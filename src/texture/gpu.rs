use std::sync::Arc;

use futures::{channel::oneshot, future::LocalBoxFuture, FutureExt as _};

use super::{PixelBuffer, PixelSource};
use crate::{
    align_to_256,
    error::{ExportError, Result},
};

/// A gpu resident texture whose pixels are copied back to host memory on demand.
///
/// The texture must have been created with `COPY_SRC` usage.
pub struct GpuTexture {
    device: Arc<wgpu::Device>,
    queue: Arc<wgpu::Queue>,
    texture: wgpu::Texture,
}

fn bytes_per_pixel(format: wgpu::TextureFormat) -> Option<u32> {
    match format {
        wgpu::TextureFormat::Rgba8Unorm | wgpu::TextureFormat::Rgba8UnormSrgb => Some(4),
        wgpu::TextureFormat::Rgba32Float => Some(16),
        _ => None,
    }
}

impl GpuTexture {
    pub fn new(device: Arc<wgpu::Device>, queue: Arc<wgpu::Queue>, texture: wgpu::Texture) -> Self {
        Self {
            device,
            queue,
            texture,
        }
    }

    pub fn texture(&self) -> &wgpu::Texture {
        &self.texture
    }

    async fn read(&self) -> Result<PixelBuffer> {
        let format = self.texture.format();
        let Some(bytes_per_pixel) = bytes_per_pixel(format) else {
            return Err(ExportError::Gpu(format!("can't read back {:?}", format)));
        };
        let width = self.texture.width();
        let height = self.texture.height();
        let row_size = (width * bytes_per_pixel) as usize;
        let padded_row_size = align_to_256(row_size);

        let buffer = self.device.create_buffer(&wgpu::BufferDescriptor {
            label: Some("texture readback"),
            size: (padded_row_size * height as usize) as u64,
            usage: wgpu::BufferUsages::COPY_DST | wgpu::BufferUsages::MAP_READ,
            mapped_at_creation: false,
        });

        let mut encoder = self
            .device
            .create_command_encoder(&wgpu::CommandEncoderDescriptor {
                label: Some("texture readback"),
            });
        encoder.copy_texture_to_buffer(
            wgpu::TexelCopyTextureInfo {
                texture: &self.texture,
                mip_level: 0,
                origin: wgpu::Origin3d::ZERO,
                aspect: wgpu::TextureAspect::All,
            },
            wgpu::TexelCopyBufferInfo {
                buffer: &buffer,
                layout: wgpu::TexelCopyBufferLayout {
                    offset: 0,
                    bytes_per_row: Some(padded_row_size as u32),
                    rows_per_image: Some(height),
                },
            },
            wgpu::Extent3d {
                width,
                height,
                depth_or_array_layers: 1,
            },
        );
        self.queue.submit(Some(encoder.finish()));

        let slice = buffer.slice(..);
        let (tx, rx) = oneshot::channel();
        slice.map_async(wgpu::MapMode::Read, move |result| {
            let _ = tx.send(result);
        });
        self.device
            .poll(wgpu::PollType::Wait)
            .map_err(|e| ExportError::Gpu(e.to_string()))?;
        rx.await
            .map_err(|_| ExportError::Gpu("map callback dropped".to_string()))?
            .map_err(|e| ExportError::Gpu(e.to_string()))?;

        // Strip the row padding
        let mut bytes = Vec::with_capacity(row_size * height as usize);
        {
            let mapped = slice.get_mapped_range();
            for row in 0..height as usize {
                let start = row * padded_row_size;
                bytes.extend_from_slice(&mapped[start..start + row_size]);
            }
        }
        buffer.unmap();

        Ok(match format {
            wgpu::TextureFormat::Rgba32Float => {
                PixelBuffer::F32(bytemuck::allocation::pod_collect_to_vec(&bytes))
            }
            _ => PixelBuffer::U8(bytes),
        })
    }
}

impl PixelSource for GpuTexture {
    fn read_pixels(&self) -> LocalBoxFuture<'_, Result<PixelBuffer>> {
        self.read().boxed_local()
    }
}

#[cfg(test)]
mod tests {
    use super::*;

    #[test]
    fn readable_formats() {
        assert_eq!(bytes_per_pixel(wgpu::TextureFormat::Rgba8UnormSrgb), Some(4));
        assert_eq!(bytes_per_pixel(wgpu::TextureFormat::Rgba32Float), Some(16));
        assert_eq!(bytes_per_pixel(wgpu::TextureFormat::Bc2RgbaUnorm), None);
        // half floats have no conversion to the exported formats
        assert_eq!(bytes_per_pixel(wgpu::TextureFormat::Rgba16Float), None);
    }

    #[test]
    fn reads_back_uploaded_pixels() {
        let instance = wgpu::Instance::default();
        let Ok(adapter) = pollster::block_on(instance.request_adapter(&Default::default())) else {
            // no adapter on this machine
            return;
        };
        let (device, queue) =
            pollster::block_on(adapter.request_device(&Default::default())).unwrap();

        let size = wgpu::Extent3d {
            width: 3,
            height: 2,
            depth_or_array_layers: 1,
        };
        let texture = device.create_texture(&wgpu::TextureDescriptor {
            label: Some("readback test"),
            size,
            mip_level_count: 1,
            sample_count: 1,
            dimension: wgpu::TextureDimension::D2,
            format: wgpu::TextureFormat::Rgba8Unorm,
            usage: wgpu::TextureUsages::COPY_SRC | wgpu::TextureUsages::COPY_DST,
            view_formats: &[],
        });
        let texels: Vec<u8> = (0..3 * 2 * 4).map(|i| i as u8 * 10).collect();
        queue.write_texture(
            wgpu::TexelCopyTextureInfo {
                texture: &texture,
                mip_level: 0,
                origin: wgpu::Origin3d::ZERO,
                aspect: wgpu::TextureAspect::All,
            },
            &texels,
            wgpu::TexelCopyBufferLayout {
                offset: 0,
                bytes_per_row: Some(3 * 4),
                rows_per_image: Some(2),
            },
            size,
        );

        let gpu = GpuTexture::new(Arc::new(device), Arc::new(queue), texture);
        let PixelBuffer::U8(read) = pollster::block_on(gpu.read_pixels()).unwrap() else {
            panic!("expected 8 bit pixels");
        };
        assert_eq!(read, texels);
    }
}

__________

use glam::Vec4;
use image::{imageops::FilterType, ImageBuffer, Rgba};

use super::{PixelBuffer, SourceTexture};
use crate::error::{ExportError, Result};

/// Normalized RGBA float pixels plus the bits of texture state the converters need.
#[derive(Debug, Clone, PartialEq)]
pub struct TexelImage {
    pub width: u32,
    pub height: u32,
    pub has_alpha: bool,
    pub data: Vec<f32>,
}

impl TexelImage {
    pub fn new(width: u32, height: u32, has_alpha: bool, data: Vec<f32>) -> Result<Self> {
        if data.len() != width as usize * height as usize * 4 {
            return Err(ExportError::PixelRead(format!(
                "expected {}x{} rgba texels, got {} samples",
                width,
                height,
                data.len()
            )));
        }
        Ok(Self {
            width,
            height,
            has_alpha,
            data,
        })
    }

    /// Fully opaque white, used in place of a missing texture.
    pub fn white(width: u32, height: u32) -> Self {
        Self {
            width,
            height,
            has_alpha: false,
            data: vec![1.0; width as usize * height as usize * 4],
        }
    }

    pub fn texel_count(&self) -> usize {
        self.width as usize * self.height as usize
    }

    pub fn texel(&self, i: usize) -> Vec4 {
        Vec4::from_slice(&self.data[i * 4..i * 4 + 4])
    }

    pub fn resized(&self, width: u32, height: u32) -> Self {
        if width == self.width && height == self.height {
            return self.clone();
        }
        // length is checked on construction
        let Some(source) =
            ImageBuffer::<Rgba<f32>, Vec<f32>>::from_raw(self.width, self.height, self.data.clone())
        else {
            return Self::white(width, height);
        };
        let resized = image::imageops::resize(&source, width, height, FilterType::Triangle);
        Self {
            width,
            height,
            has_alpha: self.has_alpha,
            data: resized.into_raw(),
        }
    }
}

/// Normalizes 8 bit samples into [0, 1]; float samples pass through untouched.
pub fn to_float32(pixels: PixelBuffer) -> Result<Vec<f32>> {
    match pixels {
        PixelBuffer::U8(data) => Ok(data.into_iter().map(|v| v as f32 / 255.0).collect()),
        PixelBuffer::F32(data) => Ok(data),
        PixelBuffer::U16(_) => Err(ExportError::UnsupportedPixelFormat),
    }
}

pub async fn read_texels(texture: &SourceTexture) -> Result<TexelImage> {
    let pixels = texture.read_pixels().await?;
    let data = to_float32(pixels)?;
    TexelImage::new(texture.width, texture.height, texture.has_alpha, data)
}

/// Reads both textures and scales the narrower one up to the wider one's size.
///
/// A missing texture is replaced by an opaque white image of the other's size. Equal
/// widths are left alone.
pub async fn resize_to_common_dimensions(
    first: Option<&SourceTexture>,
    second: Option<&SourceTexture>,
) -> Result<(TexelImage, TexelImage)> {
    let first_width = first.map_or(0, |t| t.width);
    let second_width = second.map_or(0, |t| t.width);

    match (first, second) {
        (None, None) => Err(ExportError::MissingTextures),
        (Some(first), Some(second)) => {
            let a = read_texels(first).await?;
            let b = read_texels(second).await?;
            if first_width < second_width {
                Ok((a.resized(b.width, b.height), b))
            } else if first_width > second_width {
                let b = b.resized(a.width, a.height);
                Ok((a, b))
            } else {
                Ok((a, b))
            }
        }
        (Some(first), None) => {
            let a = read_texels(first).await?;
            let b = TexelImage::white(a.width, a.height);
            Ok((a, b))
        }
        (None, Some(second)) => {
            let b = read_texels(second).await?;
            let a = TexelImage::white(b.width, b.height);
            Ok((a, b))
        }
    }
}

__________

Filter the listing for the word "PixelSource" and copy each line that has it.

use super::{PixelBuffer, PixelSource};
impl PixelSource for GpuTexture {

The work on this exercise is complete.